Thank you so much. Love to everyone.
--Serra

SilverClaw
May 11th, 2006, 12:56 PM
Well for the stress can you say what is exactly stressing you out ? With school what things may be causing the most stress is their anyway you can change it?

Also on a personal level have you tried grounding yourself? I do it everytime I start to get upset sometimes I calm down right away other times it is a real struggle. There is also Colour Therapy and mediation to that could help.

Those are some of the suggestions that came to mind right away, I wish you the best in talking to him tonight and hope things work out for you.

mystic_peacock
May 11th, 2006, 01:00 PM
Hymnia--
The things that are stressful are just the mass amounts of things I have gotten assigned in the last week and a half of the semester. I got my take-home final for a class and it consists of 4 papers: one is 5-7 pages long, the other three are 2-3 pages each :(
Plus this just hasn't been a good semester---I am hatin' school very much and I think it just makes things worse.

About grounding> That was the first thing that came to my mind. Is there a couple's grounding sort of thing that would calm me down and get me in tune with my SO?

Thanks for your reply, I appreciate it.
--Serra

MysticWitch
May 11th, 2006, 01:11 PM
Well communication is important. Maybe talking about issues before they build up inside of you?

Life gets busy sometimes. No matter who you are with. If these issues are affecting your currently relationship, they might affect any relationship you will be in until they are out of the way.

If you think school is too much stress, maybe being single until schools done can help?

Maybe date this person but casually, that way there are no expectations and that you both can see each other when you have the time..

Its either that or you both have to MAKE the time.
A relationship is effort on BOTH sides.
Good luck hun.

SilverClaw
May 11th, 2006, 01:14 PM
Ah yes the joys of homework I know it well :D

I am hatin' school very much and I think it just makes things worse. Yes that certainly does not help, and in my opinion most grounding exercises can be used as a couple.. Basically you do it at the same time, you can hold hands while doing it...

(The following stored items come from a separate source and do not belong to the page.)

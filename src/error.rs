use thiserror::Error;

#[derive(Error, Debug)]
pub enum SuspicionError {
    #[error("Image loading error: {0}")]
    ImageLoad(#[from] image::ImageError),

    #[error("IO error: {0}")]
    Io(#[from] std::io::Error),

    #[error("Invalid parameter: {0}")]
    InvalidParameter(String),

    #[error("Analysis failed: {0}")]
    AnalysisFailed(String),

    #[error("Image has no pixels to analyze")]
    EmptyImage,

    #[error("Score map shape mismatch: expected {expected:?}, found {found:?}")]
    ShapeMismatch {
        expected: (usize, usize),
        found: (usize, usize),
    },

    #[error("Recompressed frame is {found:?}, expected {expected:?}")]
    DimensionMismatch {
        expected: (u32, u32),
        found: (u32, u32),
    },

    #[error("Recompression failed: {0}")]
    Recompression(String),

    #[error("Imaging backend unavailable: {0}")]
    BackendUnavailable(String),

    #[error("Serialization error: {0}")]
    Serialization(#[from] serde_json::Error),

    #[error("Background task failed: {0}")]
    Task(#[from] tokio::task::JoinError),
}

pub type Result<T> = std::result::Result<T, SuspicionError>;
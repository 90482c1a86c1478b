use image::GrayImage;

use crate::{
    detection::{BlockDetector, Polarity},
    error::Result,
    grid::{BlockGrid, ScoreMap},
    image_utils::{gray_to_array, region_moments},
};

/// Population variance of luminance per block.
///
/// Smoothing flattens variance, so low values are the suspicious ones.
#[derive(Debug, Clone, Copy, Default)]
pub struct VarianceDetector;

impl VarianceDetector {
    pub fn new() -> Self {
        Self
    }
}

impl BlockDetector for VarianceDetector {
    const POLARITY: Polarity = Polarity::Inverted;

    fn score(&self, gray: &GrayImage, grid: &BlockGrid) -> Result<ScoreMap> {
        let values = gray_to_array(gray);
        Ok(grid.map_blocks(|region| region_moments(&values, region).variance()))
    }

    fn name(&self) -> &str {
        "variance"
    }
}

If you can there are grounding exercises in some of the forums here and there is also one I do which I will type out for you later today. But right now I have to get back to doing dishes so talk to you soon.

Brenda
May 11th, 2006, 01:28 PM
:hugz: :hugz:
Stress can have strange effects on people honey.
There's not much you can do about it.
Except positive thoughts.
When you're feeling positive, then your actions will be positive too.
But of course, I know it isn't easy to be positive.
Try to talk to your bf, and tell him how you feel.
Then he'll know what he can except from you and then you won't have to feel so guilty.